### EXERCISE REQUIREMENTS
Look for the string "Tiff" in the listing below and copy every line in which it appears.

• • • • •

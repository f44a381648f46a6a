//! Overlay cache entries.

use super::key::CacheKey;
use crate::coord::Sector;
use image::DynamicImage;
use parking_lot::{Mutex, RwLock};
use std::fmt;
use std::path::{Path, PathBuf};
use std::sync::atomic::{AtomicBool, Ordering};
use std::sync::Arc;

/// A decoded overlay image, shared between the cache and its entry.
pub type OverlayImage = Arc<DynamicImage>;

/// Where an entry's bytes come from.
#[derive(Debug, Clone, PartialEq, Eq)]
pub enum SourceRef {
    /// Remote resource fetched over HTTP
    Remote(String),
    /// File on the local filesystem
    Local(PathBuf),
}

impl SourceRef {
    /// File extension of the source, if any.
    pub fn extension(&self) -> Option<String> {
        match self {
            SourceRef::Remote(url) => {
                let path = url.split(|c| c == '?' || c == '#').next().unwrap_or(url);
                let file = path.rsplit('/').next().unwrap_or(path);
                file.rsplit_once('.').map(|(_, ext)| ext.to_ascii_lowercase())
            }
            SourceRef::Local(path) => path
                .extension()
                .map(|ext| ext.to_string_lossy().to_ascii_lowercase()),
        }
    }

    pub fn is_remote(&self) -> bool {
        matches!(self, SourceRef::Remote(_))
    }

    pub fn local_path(&self) -> Option<&Path> {
        match self {
            SourceRef::Local(path) => Some(path),
            SourceRef::Remote(_) => None,
        }
    }
}

impl fmt::Display for SourceRef {
    fn fmt(&self, f: &mut fmt::Formatter<'_>) -> fmt::Result {
        match self {
            SourceRef::Remote(url) => f.write_str(url),
            SourceRef::Local(path) => write!(f, "{}", path.display()),
        }
    }
}

/// Normalized image format of an overlay.
#[derive(Debug, Clone, Copy, PartialEq, Eq, Hash, Default)]
pub enum OverlayFormat {
    #[default]
    Png,
    Jpeg,
    Gif,
    Bmp,
    Tiff,
    Webp,
}

impl OverlayFormat {
    /// Filename suffix used in cache keys.
    pub fn suffix(&self) -> &'static str {
        match self {
            OverlayFormat::Png => "png",
            OverlayFormat::Jpeg => "jpeg",
            OverlayFormat::Gif => "gif",
            OverlayFormat::Bmp => "bmp",
            OverlayFormat::Tiff => "tiff",
            OverlayFormat::Webp => "webp",
        }
    }

    /// Parse a file suffix, accepting common aliases.
    pub fn from_suffix(suffix: &str) -> Option<Self> {
        match suffix.trim_start_matches('.').to_ascii_lowercase().as_str() {
            "png" => Some(OverlayFormat::Png),
            "jpg" | "jpeg" | "jpe" => Some(OverlayFormat::Jpeg),
            "gif" => Some(OverlayFormat::Gif),
            "bmp" => Some(OverlayFormat::Bmp),
            "tif" | "tiff" => Some(OverlayFormat::Tiff),
            "webp" => Some(OverlayFormat::Webp),
            _ => None,
        }
    }

    /// Parse an `image/*` MIME type.
    pub fn from_mime(mime: &str) -> Option<Self> {
        let essence = mime.split(';').next().unwrap_or("").trim();
        let (kind, subtype) = essence.split_once('/')?;
        if !kind.eq_ignore_ascii_case("image") {
            return None;
        }
        Self::from_suffix(subtype)
    }

    /// Infer the format from a source reference, defaulting to PNG.
    pub fn from_source(source: &SourceRef) -> Self {
        source
            .extension()
            .and_then(|ext| Self::from_suffix(&ext))
            .unwrap_or_default()
    }

    /// Whether the format can store an alpha channel.
    pub fn supports_alpha(&self) -> bool {
        !matches!(self, OverlayFormat::Jpeg | OverlayFormat::Bmp)
    }

    pub fn to_image_format(self) -> image::ImageFormat {
        match self {
            OverlayFormat::Png => image::ImageFormat::Png,
            OverlayFormat::Jpeg => image::ImageFormat::Jpeg,
            OverlayFormat::Gif => image::ImageFormat::Gif,
            OverlayFormat::Bmp => image::ImageFormat::Bmp,
            OverlayFormat::Tiff => image::ImageFormat::Tiff,
            OverlayFormat::Webp => image::ImageFormat::WebP,
        }
    }
}

impl fmt::Display for OverlayFormat {
    fn fmt(&self, f: &mut fmt::Formatter<'_>) -> fmt::Result {
        f.write_str(self.suffix())
    }
}

/// One cacheable ground overlay.
///
/// Entries are shared as `Arc<OverlayEntry>` between their group, the
/// animation scheduler and any fetch thread. The key, sector and format never
/// change; the source is rewritten to the cached file after a fetch and the
/// image slot is filled when the entry is realized.
pub struct OverlayEntry {
    name: String,
    description: String,
    cache_key: CacheKey,
    sector: Sector,
    format: OverlayFormat,
    origin: SourceRef,
    source: RwLock<SourceRef>,
    image: Mutex<Option<OverlayImage>>,
    enabled: AtomicBool,
}

impl OverlayEntry {
    /// Create an entry whose key is derived from `base` and `name`.
    pub fn new(
        base: &str,
        name: impl Into<String>,
        sector: Sector,
        source: SourceRef,
        format: OverlayFormat,
    ) -> Self {
        let name = name.into();
        let cache_key = CacheKey::derive(base, &name, format);

        Self {
            name,
            description: String::new(),
            cache_key,
            sector,
            format,
            origin: source.clone(),
            source: RwLock::new(source),
            image: Mutex::new(None),
            enabled: AtomicBool::new(false),
        }
    }

    /// Create an entry, inferring the format from the source extension.
    pub fn from_source(
        base: &str,
        name: impl Into<String>,
        sector: Sector,
        source: SourceRef,
    ) -> Self {
        let format = OverlayFormat::from_source(&source);
        Self::new(base, name, sector, source, format)
    }

    pub fn with_description(mut self, description: impl Into<String>) -> Self {
        self.description = description.into();
        self
    }

    pub fn name(&self) -> &str {
        &self.name
    }

    pub fn description(&self) -> &str {
        &self.description
    }

    pub fn cache_key(&self) -> &CacheKey {
        &self.cache_key
    }

    pub fn sector(&self) -> Sector {
        self.sector
    }

    pub fn format(&self) -> OverlayFormat {
        self.format
    }

    /// Current source reference.
    pub fn source(&self) -> SourceRef {
        self.source.read().clone()
    }

    /// Source the entry was created with, before any rewrite.
    pub fn origin(&self) -> &SourceRef {
        &self.origin
    }

    pub(crate) fn set_source(&self, source: SourceRef) {
        *self.source.write() = source;
    }

    pub(crate) fn reset_source(&self) {
        *self.source.write() = self.origin.clone();
    }

    /// Decoded image, blocking briefly if another thread is updating it.
    pub fn image(&self) -> Option<OverlayImage> {
        self.image.lock().clone()
    }

    /// Decoded image without blocking; `None` under contention.
    pub fn try_image(&self) -> Option<OverlayImage> {
        self.image.try_lock().and_then(|slot| slot.clone())
    }

    pub(crate) fn set_image(&self, image: OverlayImage) {
        *self.image.lock() = Some(image);
    }

    pub(crate) fn clear_image(&self) {
        *self.image.lock() = None;
    }

    pub fn is_realized(&self) -> bool {
        self.image.lock().is_some()
    }

    pub fn is_enabled(&self) -> bool {
        self.enabled.load(Ordering::Acquire)
    }

    pub fn set_enabled(&self, enabled: bool) {
        self.enabled.store(enabled, Ordering::Release);
    }
}

impl fmt::Debug for OverlayEntry {
    fn fmt(&self, f: &mut fmt::Formatter<'_>) -> fmt::Result {
        f.debug_struct("OverlayEntry")
            .field("name", &self.name)
            .field("cache_key", &self.cache_key)
            .field("sector", &self.sector)
            .field("format", &self.format)
            .field("source", &*self.source.read())
            .field("realized", &self.image.lock().is_some())
            .field("enabled", &self.is_enabled())
            .finish()
    }
}

#[cfg(test)]
mod tests {
    use super::*;

    fn sector() -> Sector {
        Sector::new(30.0, 40.0, -100.0, -90.0)
    }

    #[test]
    fn test_format_from_suffix_aliases() {
        assert_eq!(OverlayFormat::from_suffix("JPG"), Some(OverlayFormat::Jpeg));
        assert_eq!(OverlayFormat::from_suffix(".tif"), Some(OverlayFormat::Tiff));
        assert_eq!(OverlayFormat::from_suffix("kml"), None);
    }

    #[test]
    fn test_format_from_mime() {
        assert_eq!(OverlayFormat::from_mime("image/png"), Some(OverlayFormat::Png));
        assert_eq!(
            OverlayFormat::from_mime("image/jpeg; charset=binary"),
            Some(OverlayFormat::Jpeg)
        );
        assert_eq!(OverlayFormat::from_mime("text/html"), None);
    }

    #[test]
    fn test_remote_extension_ignores_query() {
        let source = SourceRef::Remote("http://host/tiles/h0123.jpeg?g=1".to_string());
        assert_eq!(source.extension().as_deref(), Some("jpeg"));
        assert_eq!(OverlayFormat::from_source(&source), OverlayFormat::Jpeg);
    }

    #[test]
    fn test_unknown_extension_defaults_to_png() {
        let source = SourceRef::Remote("http://host/wms?layer=radar".to_string());
        assert_eq!(OverlayFormat::from_source(&source), OverlayFormat::Png);
    }

    #[test]
    fn test_new_entry_is_disabled_and_unrealized() {
        let entry = OverlayEntry::from_source(
            "Earth/Test/",
            "frame",
            sector(),
            SourceRef::Remote("http://host/frame.gif".to_string()),
        );
        assert!(!entry.is_enabled());
        assert!(!entry.is_realized());
        assert_eq!(entry.cache_key().as_str(), "Earth/Test/frame.gif");
    }

    #[test]
    fn test_set_image_and_try_image() {
        let entry = OverlayEntry::new(
            "Earth/Test/",
            "frame",
            sector(),
            SourceRef::Local(PathBuf::from("/tmp/frame.png")),
            OverlayFormat::Png,
        );
        let image = Arc::new(DynamicImage::new_rgba8(2, 2));
        entry.set_image(Arc::clone(&image));

        let seen = entry.try_image().unwrap();
        assert!(Arc::ptr_eq(&seen, &image));

        entry.clear_image();
        assert!(entry.try_image().is_none());
    }

    #[test]
    fn test_set_source_rewrites_in_place() {
        let entry = OverlayEntry::new(
            "Earth/Test/",
            "frame",
            sector(),
            SourceRef::Remote("http://host/frame.png".to_string()),
            OverlayFormat::Png,
        );
        entry.set_source(SourceRef::Local(PathBuf::from("/cache/frame.png")));
        assert_eq!(
            entry.source().local_path(),
            Some(Path::new("/cache/frame.png"))
        );
        assert!(entry.origin().is_remote());

        entry.reset_source();
        assert!(entry.source().is_remote());
    }
}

• • • • •

### PROBLEM SOLUTION
    Tiff,
            OverlayFormat::Tiff => "tiff",
            "tif" | "tiff" => Some(OverlayFormat::Tiff),
            OverlayFormat::Tiff => image::ImageFormat::Tiff,
        assert_eq!(OverlayFormat::from_suffix(".tif"), Some(OverlayFormat::Tiff));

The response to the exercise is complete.